ABOUT THIS TASK:
Copy out every line in the entries below that includes "GenreError".

[Extracted records]
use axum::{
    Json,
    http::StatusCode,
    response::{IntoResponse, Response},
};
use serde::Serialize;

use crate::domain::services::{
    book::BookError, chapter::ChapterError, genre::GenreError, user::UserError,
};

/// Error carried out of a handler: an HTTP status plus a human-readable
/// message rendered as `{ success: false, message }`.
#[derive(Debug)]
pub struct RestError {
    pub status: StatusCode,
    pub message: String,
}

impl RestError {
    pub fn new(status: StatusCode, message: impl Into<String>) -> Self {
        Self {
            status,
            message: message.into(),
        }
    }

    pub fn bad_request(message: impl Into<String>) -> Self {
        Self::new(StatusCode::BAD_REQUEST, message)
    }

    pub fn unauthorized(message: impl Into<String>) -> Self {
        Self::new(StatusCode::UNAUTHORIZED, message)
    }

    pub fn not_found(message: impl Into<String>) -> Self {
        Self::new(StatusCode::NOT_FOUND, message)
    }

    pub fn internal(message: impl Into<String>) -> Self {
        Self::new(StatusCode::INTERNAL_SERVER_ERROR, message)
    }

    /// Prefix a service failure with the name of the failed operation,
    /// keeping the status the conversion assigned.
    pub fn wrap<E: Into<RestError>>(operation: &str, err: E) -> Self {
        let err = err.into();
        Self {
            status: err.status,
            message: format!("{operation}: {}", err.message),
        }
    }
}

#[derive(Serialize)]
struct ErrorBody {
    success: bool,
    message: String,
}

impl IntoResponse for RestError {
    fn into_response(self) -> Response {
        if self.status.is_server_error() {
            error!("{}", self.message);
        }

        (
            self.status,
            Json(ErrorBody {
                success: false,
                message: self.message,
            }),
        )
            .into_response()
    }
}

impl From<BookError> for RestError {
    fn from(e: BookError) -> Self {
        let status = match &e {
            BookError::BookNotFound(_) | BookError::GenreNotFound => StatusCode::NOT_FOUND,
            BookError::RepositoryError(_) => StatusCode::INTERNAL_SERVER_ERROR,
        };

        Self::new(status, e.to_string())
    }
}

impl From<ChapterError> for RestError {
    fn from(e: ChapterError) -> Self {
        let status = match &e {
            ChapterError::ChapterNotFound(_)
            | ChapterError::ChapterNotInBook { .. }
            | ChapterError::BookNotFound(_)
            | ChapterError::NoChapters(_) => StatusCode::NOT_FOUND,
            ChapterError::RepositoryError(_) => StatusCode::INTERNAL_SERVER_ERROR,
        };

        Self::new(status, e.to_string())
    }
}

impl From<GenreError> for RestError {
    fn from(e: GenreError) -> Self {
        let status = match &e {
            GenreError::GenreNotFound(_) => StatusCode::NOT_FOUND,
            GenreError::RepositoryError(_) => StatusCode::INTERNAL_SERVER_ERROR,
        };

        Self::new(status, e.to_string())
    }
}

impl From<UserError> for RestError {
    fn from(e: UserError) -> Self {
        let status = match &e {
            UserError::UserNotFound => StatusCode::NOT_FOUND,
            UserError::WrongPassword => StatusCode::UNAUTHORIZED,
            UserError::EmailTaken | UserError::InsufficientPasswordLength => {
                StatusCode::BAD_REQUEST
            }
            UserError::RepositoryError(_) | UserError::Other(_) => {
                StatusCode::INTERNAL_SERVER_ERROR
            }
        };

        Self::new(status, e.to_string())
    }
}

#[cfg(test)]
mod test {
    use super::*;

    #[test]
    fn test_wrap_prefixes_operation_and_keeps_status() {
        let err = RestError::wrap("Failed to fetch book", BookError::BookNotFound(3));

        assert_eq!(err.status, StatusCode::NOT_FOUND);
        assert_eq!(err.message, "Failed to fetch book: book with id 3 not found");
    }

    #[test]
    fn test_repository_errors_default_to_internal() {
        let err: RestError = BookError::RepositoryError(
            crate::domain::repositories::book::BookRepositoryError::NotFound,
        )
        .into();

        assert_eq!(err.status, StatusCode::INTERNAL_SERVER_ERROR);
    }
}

---

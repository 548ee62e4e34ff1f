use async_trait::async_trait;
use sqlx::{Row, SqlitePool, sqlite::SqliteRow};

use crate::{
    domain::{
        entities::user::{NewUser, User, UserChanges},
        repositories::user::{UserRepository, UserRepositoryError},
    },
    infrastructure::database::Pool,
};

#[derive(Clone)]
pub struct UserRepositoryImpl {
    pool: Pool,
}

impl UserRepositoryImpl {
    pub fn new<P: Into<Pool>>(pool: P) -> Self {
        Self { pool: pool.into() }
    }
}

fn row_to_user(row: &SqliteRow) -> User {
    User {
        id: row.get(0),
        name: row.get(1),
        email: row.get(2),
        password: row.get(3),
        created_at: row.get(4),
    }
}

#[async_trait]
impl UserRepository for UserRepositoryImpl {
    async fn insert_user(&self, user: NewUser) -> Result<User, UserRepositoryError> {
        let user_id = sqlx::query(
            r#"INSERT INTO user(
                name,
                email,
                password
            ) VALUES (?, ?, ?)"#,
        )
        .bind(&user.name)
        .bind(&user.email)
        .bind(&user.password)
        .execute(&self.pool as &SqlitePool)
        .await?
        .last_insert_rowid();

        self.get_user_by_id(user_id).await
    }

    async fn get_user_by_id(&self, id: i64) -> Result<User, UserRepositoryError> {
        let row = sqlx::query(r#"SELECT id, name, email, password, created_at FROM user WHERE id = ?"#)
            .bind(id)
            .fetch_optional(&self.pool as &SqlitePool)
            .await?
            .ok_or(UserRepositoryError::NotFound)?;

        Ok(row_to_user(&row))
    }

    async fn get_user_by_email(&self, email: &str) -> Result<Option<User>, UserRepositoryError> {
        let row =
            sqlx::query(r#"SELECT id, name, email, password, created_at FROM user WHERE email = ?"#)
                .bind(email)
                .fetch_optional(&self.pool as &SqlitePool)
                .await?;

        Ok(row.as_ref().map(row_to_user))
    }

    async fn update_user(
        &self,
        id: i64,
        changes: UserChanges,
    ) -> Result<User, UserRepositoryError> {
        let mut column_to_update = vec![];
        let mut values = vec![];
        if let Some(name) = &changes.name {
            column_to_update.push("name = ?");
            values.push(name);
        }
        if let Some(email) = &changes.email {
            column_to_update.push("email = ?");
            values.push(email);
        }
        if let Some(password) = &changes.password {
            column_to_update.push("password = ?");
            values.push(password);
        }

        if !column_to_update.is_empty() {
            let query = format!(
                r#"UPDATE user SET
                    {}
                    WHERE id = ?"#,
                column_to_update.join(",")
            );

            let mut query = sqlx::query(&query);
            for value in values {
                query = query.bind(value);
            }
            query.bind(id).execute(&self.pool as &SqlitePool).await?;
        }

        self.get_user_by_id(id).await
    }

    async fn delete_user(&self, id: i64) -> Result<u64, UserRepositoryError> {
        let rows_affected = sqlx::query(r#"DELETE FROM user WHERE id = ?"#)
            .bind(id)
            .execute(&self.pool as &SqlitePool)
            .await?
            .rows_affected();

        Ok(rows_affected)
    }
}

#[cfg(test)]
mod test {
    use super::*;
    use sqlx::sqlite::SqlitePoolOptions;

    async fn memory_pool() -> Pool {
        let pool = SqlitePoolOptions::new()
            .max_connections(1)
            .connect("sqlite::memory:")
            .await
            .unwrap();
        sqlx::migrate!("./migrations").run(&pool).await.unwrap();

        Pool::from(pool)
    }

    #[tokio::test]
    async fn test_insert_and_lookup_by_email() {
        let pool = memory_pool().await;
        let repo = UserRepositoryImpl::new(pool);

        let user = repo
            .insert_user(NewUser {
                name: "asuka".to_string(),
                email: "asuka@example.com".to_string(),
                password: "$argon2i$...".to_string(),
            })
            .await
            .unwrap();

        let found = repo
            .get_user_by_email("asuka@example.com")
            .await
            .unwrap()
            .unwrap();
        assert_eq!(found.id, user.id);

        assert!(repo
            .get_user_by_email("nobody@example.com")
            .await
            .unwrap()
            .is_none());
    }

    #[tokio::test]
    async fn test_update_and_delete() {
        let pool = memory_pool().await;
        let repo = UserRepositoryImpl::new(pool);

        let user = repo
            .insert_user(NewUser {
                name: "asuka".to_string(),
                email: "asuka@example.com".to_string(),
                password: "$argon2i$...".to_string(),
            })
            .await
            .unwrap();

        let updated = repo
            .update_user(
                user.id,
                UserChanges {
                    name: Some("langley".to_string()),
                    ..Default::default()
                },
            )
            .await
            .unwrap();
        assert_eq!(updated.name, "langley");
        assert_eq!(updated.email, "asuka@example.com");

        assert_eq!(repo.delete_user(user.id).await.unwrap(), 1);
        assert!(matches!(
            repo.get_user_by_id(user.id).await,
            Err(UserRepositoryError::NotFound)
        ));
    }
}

FINISHED EXERCISE:
    book::BookError, chapter::ChapterError, genre::GenreError, user::UserError,
impl From<GenreError> for RestError {
    fn from(e: GenreError) -> Self {
            GenreError::GenreNotFound(_) => StatusCode::NOT_FOUND,
            GenreError::RepositoryError(_) => StatusCode::INTERNAL_SERVER_ERROR,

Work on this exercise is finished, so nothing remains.